Exercise objective
What is needed here is every entry, retyped exactly.
Data supplied Start Marker
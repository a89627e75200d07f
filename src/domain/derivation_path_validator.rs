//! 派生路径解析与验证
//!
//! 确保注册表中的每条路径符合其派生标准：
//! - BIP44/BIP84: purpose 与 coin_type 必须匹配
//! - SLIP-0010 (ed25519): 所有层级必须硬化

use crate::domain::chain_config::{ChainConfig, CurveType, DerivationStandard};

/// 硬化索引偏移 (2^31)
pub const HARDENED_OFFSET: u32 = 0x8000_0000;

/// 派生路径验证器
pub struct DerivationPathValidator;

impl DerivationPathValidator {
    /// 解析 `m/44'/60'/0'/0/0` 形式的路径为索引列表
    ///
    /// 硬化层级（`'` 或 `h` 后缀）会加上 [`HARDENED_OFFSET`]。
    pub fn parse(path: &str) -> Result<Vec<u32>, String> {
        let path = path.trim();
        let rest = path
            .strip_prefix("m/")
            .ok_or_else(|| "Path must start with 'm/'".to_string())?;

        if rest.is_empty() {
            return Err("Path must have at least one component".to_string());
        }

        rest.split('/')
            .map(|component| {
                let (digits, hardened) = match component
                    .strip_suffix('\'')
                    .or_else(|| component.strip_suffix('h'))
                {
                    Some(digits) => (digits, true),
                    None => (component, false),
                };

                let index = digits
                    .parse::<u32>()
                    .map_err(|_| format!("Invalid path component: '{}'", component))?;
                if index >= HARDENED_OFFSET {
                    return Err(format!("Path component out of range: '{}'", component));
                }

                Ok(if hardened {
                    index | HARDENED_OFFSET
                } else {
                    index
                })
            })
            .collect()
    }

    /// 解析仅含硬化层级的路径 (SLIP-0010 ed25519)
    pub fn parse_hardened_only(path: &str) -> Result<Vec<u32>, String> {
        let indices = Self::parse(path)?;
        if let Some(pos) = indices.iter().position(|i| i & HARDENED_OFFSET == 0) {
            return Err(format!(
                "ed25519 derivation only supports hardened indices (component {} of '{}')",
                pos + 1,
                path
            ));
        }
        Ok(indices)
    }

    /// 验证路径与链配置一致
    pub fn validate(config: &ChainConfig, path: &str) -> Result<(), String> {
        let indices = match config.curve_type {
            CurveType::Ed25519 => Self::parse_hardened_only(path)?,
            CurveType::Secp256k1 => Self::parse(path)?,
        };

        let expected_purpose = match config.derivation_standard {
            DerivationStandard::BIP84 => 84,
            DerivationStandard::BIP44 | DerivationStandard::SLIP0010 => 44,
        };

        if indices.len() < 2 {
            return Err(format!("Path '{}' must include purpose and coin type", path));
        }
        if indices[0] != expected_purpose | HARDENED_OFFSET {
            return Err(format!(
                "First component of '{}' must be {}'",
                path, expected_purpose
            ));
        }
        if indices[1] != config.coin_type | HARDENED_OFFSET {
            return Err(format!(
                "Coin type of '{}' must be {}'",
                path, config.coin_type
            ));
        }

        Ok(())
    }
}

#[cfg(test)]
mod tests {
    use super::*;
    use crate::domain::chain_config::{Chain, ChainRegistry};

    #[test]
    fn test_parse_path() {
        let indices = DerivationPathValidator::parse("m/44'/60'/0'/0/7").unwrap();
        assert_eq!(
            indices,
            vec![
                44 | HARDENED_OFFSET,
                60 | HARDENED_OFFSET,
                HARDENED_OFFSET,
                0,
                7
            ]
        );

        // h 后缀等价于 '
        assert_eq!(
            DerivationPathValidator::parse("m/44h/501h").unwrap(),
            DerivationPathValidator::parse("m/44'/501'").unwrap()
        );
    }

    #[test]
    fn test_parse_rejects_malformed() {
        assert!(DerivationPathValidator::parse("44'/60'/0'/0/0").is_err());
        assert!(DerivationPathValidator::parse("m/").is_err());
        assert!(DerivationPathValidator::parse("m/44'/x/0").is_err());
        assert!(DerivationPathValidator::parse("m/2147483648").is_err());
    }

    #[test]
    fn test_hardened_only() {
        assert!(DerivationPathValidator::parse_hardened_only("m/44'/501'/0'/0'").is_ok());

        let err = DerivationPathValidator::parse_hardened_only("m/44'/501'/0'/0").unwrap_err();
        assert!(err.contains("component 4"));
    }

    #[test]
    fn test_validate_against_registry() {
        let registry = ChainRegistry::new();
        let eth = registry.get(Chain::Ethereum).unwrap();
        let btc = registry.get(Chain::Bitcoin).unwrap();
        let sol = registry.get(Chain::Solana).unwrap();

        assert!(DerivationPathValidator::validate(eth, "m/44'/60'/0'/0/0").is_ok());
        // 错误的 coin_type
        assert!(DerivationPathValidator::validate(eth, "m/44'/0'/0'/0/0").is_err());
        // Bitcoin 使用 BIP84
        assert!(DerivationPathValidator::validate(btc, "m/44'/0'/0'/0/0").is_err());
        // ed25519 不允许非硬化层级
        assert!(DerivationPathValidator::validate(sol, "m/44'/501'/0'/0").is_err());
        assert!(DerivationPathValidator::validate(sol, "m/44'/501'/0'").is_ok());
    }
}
Data supplied End Marker
Response area
repository a89627e75200d07f
filename src/domain/derivation_path_validator.rs
//! 派生路径解析与验证
//!
//! 确保注册表中的每条路径符合其派生标准：
//! - BIP44/BIP84: purpose 与 coin_type 必须匹配
//! - SLIP-0010 (ed25519): 所有层级必须硬化

use crate::domain::chain_config::{ChainConfig, CurveType, DerivationStandard};

/// 硬化索引偏移 (2^31)
pub const HARDENED_OFFSET: u32 = 0x8000_0000;

/// 派生路径验证器
pub struct DerivationPathValidator;

impl DerivationPathValidator {
    /// 解析 `m/44'/60'/0'/0/0` 形式的路径为索引列表
    ///
    /// 硬化层级（`'` 或 `h` 后缀）会加上 [`HARDENED_OFFSET`]。
    pub fn parse(path: &str) -> Result<Vec<u32>, String> {
        let path = path.trim();
        let rest = path
            .strip_prefix("m/")
            .ok_or_else(|| "Path must start with 'm/'".to_string())?;

        if rest.is_empty() {
            return Err("Path must have at least one component".to_string());
        }

        rest.split('/')
            .map(|component| {
                let (digits, hardened) = match component
                    .strip_suffix('\'')
                    .or_else(|| component.strip_suffix('h'))
                {
                    Some(digits) => (digits, true),
                    None => (component, false),
                };

                let index = digits
                    .parse::<u32>()
                    .map_err(|_| format!("Invalid path component: '{}'", component))?;
                if index >= HARDENED_OFFSET {
                    return Err(format!("Path component out of range: '{}'", component));
                }

                Ok(if hardened {
                    index | HARDENED_OFFSET
                } else {
                    index
                })
            })
            .collect()
    }

    /// 解析仅含硬化层级的路径 (SLIP-0010 ed25519)
    pub fn parse_hardened_only(path: &str) -> Result<Vec<u32>, String> {
        let indices = Self::parse(path)?;
        if let Some(pos) = indices.iter().position(|i| i & HARDENED_OFFSET == 0) {
            return Err(format!(
                "ed25519 derivation only supports hardened indices (component {} of '{}')",
                pos + 1,
                path
            ));
        }
        Ok(indices)
    }

    /// 验证路径与链配置一致
    pub fn validate(config: &ChainConfig, path: &str) -> Result<(), String> {
        let indices = match config.curve_type {
            CurveType::Ed25519 => Self::parse_hardened_only(path)?,
            CurveType::Secp256k1 => Self::parse(path)?,
        };

        let expected_purpose = match config.derivation_standard {
            DerivationStandard::BIP84 => 84,
            DerivationStandard::BIP44 | DerivationStandard::SLIP0010 => 44,
        };

        if indices.len() < 2 {
            return Err(format!("Path '{}' must include purpose and coin type", path));
        }
        if indices[0] != expected_purpose | HARDENED_OFFSET {
            return Err(format!(
                "First component of '{}' must be {}'",
                path, expected_purpose
            ));
        }
        if indices[1] != config.coin_type | HARDENED_OFFSET {
            return Err(format!(
                "Coin type of '{}' must be {}'",
                path, config.coin_type
            ));
        }

        Ok(())
    }
}

#[cfg(test)]
mod tests {
    use super::*;
    use crate::domain::chain_config::{Chain, ChainRegistry};

    #[test]
    fn test_parse_path() {
        let indices = DerivationPathValidator::parse("m/44'/60'/0'/0/7").unwrap();
        assert_eq!(
            indices,
            vec![
                44 | HARDENED_OFFSET,
                60 | HARDENED_OFFSET,
                HARDENED_OFFSET,
                0,
                7
            ]
        );

        // h 后缀等价于 '
        assert_eq!(
            DerivationPathValidator::parse("m/44h/501h").unwrap(),
            DerivationPathValidator::parse("m/44'/501'").unwrap()
        );
    }

    #[test]
    fn test_parse_rejects_malformed() {
        assert!(DerivationPathValidator::parse("44'/60'/0'/0/0").is_err());
        assert!(DerivationPathValidator::parse("m/").is_err());
        assert!(DerivationPathValidator::parse("m/44'/x/0").is_err());
        assert!(DerivationPathValidator::parse("m/2147483648").is_err());
    }

    #[test]
    fn test_hardened_only() {
        assert!(DerivationPathValidator::parse_hardened_only("m/44'/501'/0'/0'").is_ok());

        let err = DerivationPathValidator::parse_hardened_only("m/44'/501'/0'/0").unwrap_err();
        assert!(err.contains("component 4"));
    }

    #[test]
    fn test_validate_against_registry() {
        let registry = ChainRegistry::new();
        let eth = registry.get(Chain::Ethereum).unwrap();
        let btc = registry.get(Chain::Bitcoin).unwrap();
        let sol = registry.get(Chain::Solana).unwrap();

        assert!(DerivationPathValidator::validate(eth, "m/44'/60'/0'/0/0").is_ok());
        // 错误的 coin_type
        assert!(DerivationPathValidator::validate(eth, "m/44'/0'/0'/0/0").is_err());
        // Bitcoin 使用 BIP84
        assert!(DerivationPathValidator::validate(btc, "m/44'/0'/0'/0/0").is_err());
        // ed25519 不允许非硬化层级
        assert!(DerivationPathValidator::validate(sol, "m/44'/501'/0'/0").is_err());
        assert!(DerivationPathValidator::validate(sol, "m/44'/501'/0'").is_ok());
    }
}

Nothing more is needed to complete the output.